What is asked from you is to get the next word prediction - for that you calculate log_probs variable and it should be:

  • since we are predicting only one sentence in this assignment, the batch value should be 0 (first and the only batch)
  • since we are predicting the next token, this number should represent that (hint: it’s the token_length - the length of the current outputs, that is without padding of course and you get this value in the first line). In other words, we already have predicted the previous words and we want to know what the model thinks about the next one.
  • since we don’t know which word is the most probable, we here want all the probabilities (you get that with : slice)

This is how you get the variable log_probs - as per instructions [0, 3, :], except the 3 should be changed to the appropriate variable.

Does this clarify a bit or you still don’t quite understand the details?

That helps a lot. Let me have this example to help express my understanding:
so say, our sentence is “It’s time for tea”
first, the batch size is 0, then the code:log_probs = output[0, token_length,:] would start with [0,0,:], then [0,1,:] then [0,2,:], the increment in the second dimension goes with the increment in length of the words that we have predicted: it is like, we start with “It’s”, then “It’s time”, then “It’s time for”.

as for the semicolons, say we have predicted “It’s” then we want to pick the highest probability from all the words from the vocabulary ( I saw one vocabulary in Andrew’s course it’s like a, Aaron,… ,zulu) for the next word.

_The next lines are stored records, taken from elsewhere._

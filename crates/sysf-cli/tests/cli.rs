use predicates::prelude::*;
use std::fs;
use std::path::PathBuf;

fn sysf() -> assert_cmd::Command {
    assert_cmd::cargo::cargo_bin_cmd!("sysf").into()
}

fn fixture_path(name: &str) -> String {
    format!(
        "{}/tests/fixtures/{}.sf",
        env!("CARGO_MANIFEST_DIR"),
        name
    )
}

/// Write `source` to a temporary `bad.sf`; the directory lives as long as
/// the returned guard.
fn temp_source(source: &str) -> (tempfile::TempDir, PathBuf) {
    let dir = tempfile::tempdir().unwrap();
    let file = dir.path().join("bad.sf");
    fs::write(&file, source).unwrap();
    (dir, file)
}

// ── parse command ───────────────────────────────────────────

#[test]
fn parse_prints_surface_ast() {
    sysf()
        .args(["parse", &fixture_path("length")])
        .assert()
        .success()
        .stdout(predicate::str::contains("(data Nat"))
        .stdout(predicate::str::contains("(def main"));
}

#[test]
fn parse_error_reports_span() {
    let (_dir, file) = temp_source("(def x (+ 1 2 3))");
    sysf()
        .args(["parse", file.to_str().unwrap()])
        .assert()
        .failure()
        .stderr(predicate::str::contains(
            "bad.sf:8:9: parse error: operator + cannot take 3 operands",
        ));
}

// ── check command ───────────────────────────────────────────

#[test]
fn check_prints_types() {
    sysf()
        .args(["check", &fixture_path("length")])
        .assert()
        .success()
        .stdout(predicate::str::contains(
            "length : (forall 'a (-> (List 'a) Nat))",
        ))
        .stdout(predicate::str::contains("main : Nat"))
        .stdout(predicate::str::ends_with("OK\n"));
}

#[test]
fn check_llm_function() {
    sysf()
        .args(["check", &fixture_path("translate")])
        .assert()
        .success()
        .stdout(predicate::str::contains("translate : (-> String String)"));
}

#[test]
fn check_type_error_exits_nonzero() {
    let (_dir, file) = temp_source("(def x : Int \"s\")");
    sysf()
        .args(["check", file.to_str().unwrap()])
        .assert()
        .failure()
        .stderr(predicate::str::contains(
            "type error: in x: type mismatch: expected Int, found String",
        ));
}

#[test]
fn check_elaboration_error_exits_nonzero() {
    let (_dir, file) = temp_source("(def main y)");
    sysf()
        .args(["check", file.to_str().unwrap()])
        .assert()
        .failure()
        .stderr(predicate::str::contains(
            "bad.sf:10:11: elaboration error: undefined variable: y",
        ));
}

#[test]
fn check_missing_file() {
    sysf()
        .args(["check", "does-not-exist.sf"])
        .assert()
        .failure()
        .stderr(predicate::str::contains("could not read does-not-exist.sf"));
}

// ── run command ─────────────────────────────────────────────

#[test]
fn run_prints_main() {
    sysf()
        .args(["run", &fixture_path("length")])
        .assert()
        .success()
        .stdout("(Succ (Succ Zero))\n");
}

#[test]
fn run_llm_function_falls_back_offline() {
    sysf()
        .args(["run", &fixture_path("translate"), "--model", "local"])
        .assert()
        .success()
        .stdout("\"hello\"\n");
}

#[test]
fn run_without_main_prints_every_declaration() {
    sysf()
        .args(["run", &fixture_path("basics")])
        .assert()
        .success()
        .stdout(predicate::str::contains("answer = 42"))
        .stdout(predicate::str::contains("greeting = \"hello, world\""))
        .stdout(predicate::str::contains("flipped = False"))
        .stdout(predicate::str::contains("id = <type-closure>"));
}

#[test]
fn run_entry() {
    sysf()
        .args(["run", &fixture_path("basics"), "--entry", "greeting"])
        .assert()
        .success()
        .stdout("\"hello, world\"\n");
}

#[test]
fn run_unknown_entry() {
    sysf()
        .args(["run", &fixture_path("basics"), "--entry", "nope"])
        .assert()
        .failure()
        .stderr(predicate::str::contains("no declaration named nope"));
}

#[test]
fn run_rejects_bad_temperature() {
    sysf()
        .args(["run", &fixture_path("translate"), "--temperature", "warm"])
        .assert()
        .failure();
}

#[test]
fn run_runtime_error() {
    let (_dir, file) = temp_source("(def main (/ 1 0))");
    sysf()
        .args(["run", file.to_str().unwrap()])
        .assert()
        .failure()
        .stderr(predicate::str::contains("runtime error: division by zero"));
}

#[test]
fn run_does_not_evaluate_ill_typed_program() {
    let (_dir, file) = temp_source("(def boom (/ 1 0))\n(def x : Int \"s\")");
    sysf()
        .args(["run", file.to_str().unwrap()])
        .assert()
        .failure()
        .stderr(predicate::str::contains("type error"))
        .stderr(predicate::str::contains("runtime error").not());
}
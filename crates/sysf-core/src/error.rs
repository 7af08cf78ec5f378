use smol_str::SmolStr;
use sysf_lexer::Span;

/// Scope and shape errors found while elaborating a declaration.
#[derive(Debug, Clone, PartialEq, thiserror::Error)]
pub enum ElabError {
    #[error("undefined variable: {name}")]
    UndefinedVariable { name: SmolStr, span: Span },

    #[error("undefined type variable: {name}")]
    UndefinedTypeVariable { name: SmolStr, span: Span },

    #[error("undefined constructor: {name}")]
    UndefinedConstructor { name: SmolStr, span: Span },

    #[error("{message}")]
    Elaboration { message: String, span: Span },
}

impl ElabError {
    pub fn span(&self) -> Span {
        match self {
            ElabError::UndefinedVariable { span, .. }
            | ElabError::UndefinedTypeVariable { span, .. }
            | ElabError::UndefinedConstructor { span, .. }
            | ElabError::Elaboration { span, .. } => *span,
        }
    }
}
use crate::TypeError;
use log::trace;
use smol_str::SmolStr;
use std::collections::BTreeMap;
use sysf_core::{fresh_name, Type};

/// An immutable mapping from type-variable names to types.
///
/// A substitution is a sequence of layers applied first to last, so
/// `s1.compose(&s2)` is exactly `s2` followed by `s1`, even under binders that
/// shadow one of the mapped names.
#[derive(Debug, Clone, Default, PartialEq)]
pub struct Substitution {
    layers: Vec<BTreeMap<SmolStr, Type>>,
}

impl Substitution {
    pub fn empty() -> Self {
        Self::default()
    }

    pub fn singleton(var: impl Into<SmolStr>, ty: Type) -> Self {
        let mut map = BTreeMap::new();
        map.insert(var.into(), ty);
        Self { layers: vec![map] }
    }

    pub fn is_empty(&self) -> bool {
        self.layers.is_empty()
    }

    pub fn apply(&self, ty: &Type) -> Type {
        self.layers
            .iter()
            .fold(ty.clone(), |ty, layer| apply_layer(layer, &ty))
    }

    /// The substitution that applies `other` first, then `self`.
    pub fn compose(&self, other: &Substitution) -> Substitution {
        Substitution {
            layers: other
                .layers
                .iter()
                .chain(self.layers.iter())
                .cloned()
                .collect(),
        }
    }
}

impl FromIterator<(SmolStr, Type)> for Substitution {
    fn from_iter<I: IntoIterator<Item = (SmolStr, Type)>>(iter: I) -> Self {
        let map: BTreeMap<SmolStr, Type> = iter.into_iter().collect();
        if map.is_empty() {
            Self::empty()
        } else {
            Self { layers: vec![map] }
        }
    }
}

/// Simultaneous substitution of one layer. A `Forall` drops the mapping for
/// its own variable before descending, and is renamed if it would capture a
/// free variable of a replacement.
fn apply_layer(layer: &BTreeMap<SmolStr, Type>, ty: &Type) -> Type {
    match ty {
        Type::Var(name) => layer.get(name).cloned().unwrap_or_else(|| ty.clone()),
        Type::Arrow(param, ret) => Type::arrow(apply_layer(layer, param), apply_layer(layer, ret)),
        Type::Forall(var, body) => {
            let mut inner = layer.clone();
            inner.remove(var);
            let body_vars = body.free_vars();
            let captures = inner
                .iter()
                .any(|(k, v)| body_vars.contains(k) && occurs_in(var, v));
            if captures {
                let mut avoid = body_vars;
                avoid.extend(inner.keys().cloned());
                for v in inner.values() {
                    avoid.extend(v.free_vars());
                }
                let fresh = fresh_name(var, &avoid);
                let renamed = body.substitute(var, &Type::Var(fresh.clone()));
                Type::forall(fresh, apply_layer(&inner, &renamed))
            } else {
                Type::forall(var.clone(), apply_layer(&inner, body))
            }
        }
        Type::Constructor(name, args) => Type::Constructor(
            name.clone(),
            args.iter().map(|a| apply_layer(layer, a)).collect(),
        ),
        Type::Primitive(_) => ty.clone(),
    }
}

/// Does `var` occur free in `ty`? An occurrence bound by an inner `Forall`
/// of the same name does not count.
pub fn occurs_in(var: &str, ty: &Type) -> bool {
    match ty {
        Type::Var(name) => name == var,
        Type::Arrow(param, ret) => occurs_in(var, param) || occurs_in(var, ret),
        Type::Forall(bound, body) => bound != var && occurs_in(var, body),
        Type::Constructor(_, args) => args.iter().any(|a| occurs_in(var, a)),
        Type::Primitive(_) => false,
    }
}

/// Most general unifier of two types.
///
/// `forall` against `forall` unifies the bodies directly without relating
/// the bound names, so it is first-order only.
pub fn unify(t1: &Type, t2: &Type) -> Result<Substitution, TypeError> {
    unify_rigid(t1, t2, &|_: &str| false)
}

/// Like [`unify`], but a variable for which `rigid` holds is never bound: it
/// only unifies with itself or with a flexible variable.
pub fn unify_rigid(
    t1: &Type,
    t2: &Type,
    rigid: &dyn Fn(&str) -> bool,
) -> Result<Substitution, TypeError> {
    trace!("unify {} ~ {}", t1, t2);
    match (t1, t2) {
        (Type::Var(a), Type::Var(b)) if a == b => Ok(Substitution::empty()),
        (Type::Var(var), other) if !rigid(var) => bind(var, other),
        (other, Type::Var(var)) if !rigid(var) => bind(var, other),
        (Type::Arrow(p1, r1), Type::Arrow(p2, r2)) => {
            let s1 = unify_rigid(p1, p2, rigid)?;
            let s2 = unify_rigid(&s1.apply(r1), &s1.apply(r2), rigid)?;
            Ok(s2.compose(&s1))
        }
        (Type::Forall(_, b1), Type::Forall(_, b2)) => unify_rigid(b1, b2, rigid),
        (Type::Constructor(n1, args1), Type::Constructor(n2, args2))
            if n1 == n2 && args1.len() == args2.len() =>
        {
            let mut subst = Substitution::empty();
            for (a1, a2) in args1.iter().zip(args2) {
                let step = unify_rigid(&subst.apply(a1), &subst.apply(a2), rigid)?;
                subst = step.compose(&subst);
            }
            Ok(subst)
        }
        (Type::Primitive(a), Type::Primitive(b)) if a == b => Ok(Substitution::empty()),
        _ => Err(TypeError::Unification {
            left: t1.clone(),
            right: t2.clone(),
        }),
    }
}

fn bind(var: &SmolStr, ty: &Type) -> Result<Substitution, TypeError> {
    if occurs_in(var, ty) {
        return Err(TypeError::OccursCheck {
            var: var.clone(),
            ty: ty.clone(),
        });
    }
    Ok(Substitution::singleton(var.clone(), ty.clone()))
}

I think I get it, do I? Thank you very much for your help.

Hmm… I’m not sure. Let me elaborate:

If we are talking strictly about the next_symbol() function and log_probs then that is not entirely true.

For example, if the input sentence for next_symbol() is “It’s time for tea”, then the output is (symbol, symbol log probability) or in other words - (next word, next word’s log probability). For example, it could be the word “now”.

In other words, the model outputs the predictions for previous tokens and the next token, next-next token, next-next-next token and so on up to sequence length. (we do not care about the model’s predictions for “It’s time for tea” but we care for the next word prediction).

But if we are talking about the details what happens inside the function in this line:

    # get the model prediction
    output, _ = ...

then it’s more of what you said - the model gets a tuple of inputs. One part being input_tokens and the other padded_with_batch. Then the part you were talking about:

is the part that goes to input_encoder - which embeds, then LSTM layers encode the information for the decoder consumption. In other words, it tries to express/compress the information that is “inside” these words and their sequence so that decoder could do it’s best to decompress what was inside the input and to continue the sequence.

In general, when we train language models, the thing that happens is what you talked about. For example, when we have a sentence like “It’s time for tea”, we train the model like:

  • [<sos>] → what is the next word? → well, this time it’s [“It’s”]
  • [<sos>, “It’s”] → what is the next word? → well, this time it’s [“time”]
  • [<sos>, “It’s”, “time”] → what is the next word? → well, this time it’s [“for”]
  • [<sos>, “It’s”, “time”, “for”] → what is the next word? → well, this time it’s [“tea”]

and we update the weights accordingly.
We do this not only for efficiency (since we have the whole sentence and we should get most out of now and not reload it next time) but also so that the model could predict from any sentence length, even when its length is zero.

So to be clear, the model predicts every word, but the next_symbol function takes out only the one we care about.

2 Likes

Sure. Thank you, mentor, you give such an explicit explanation. I am now more clear.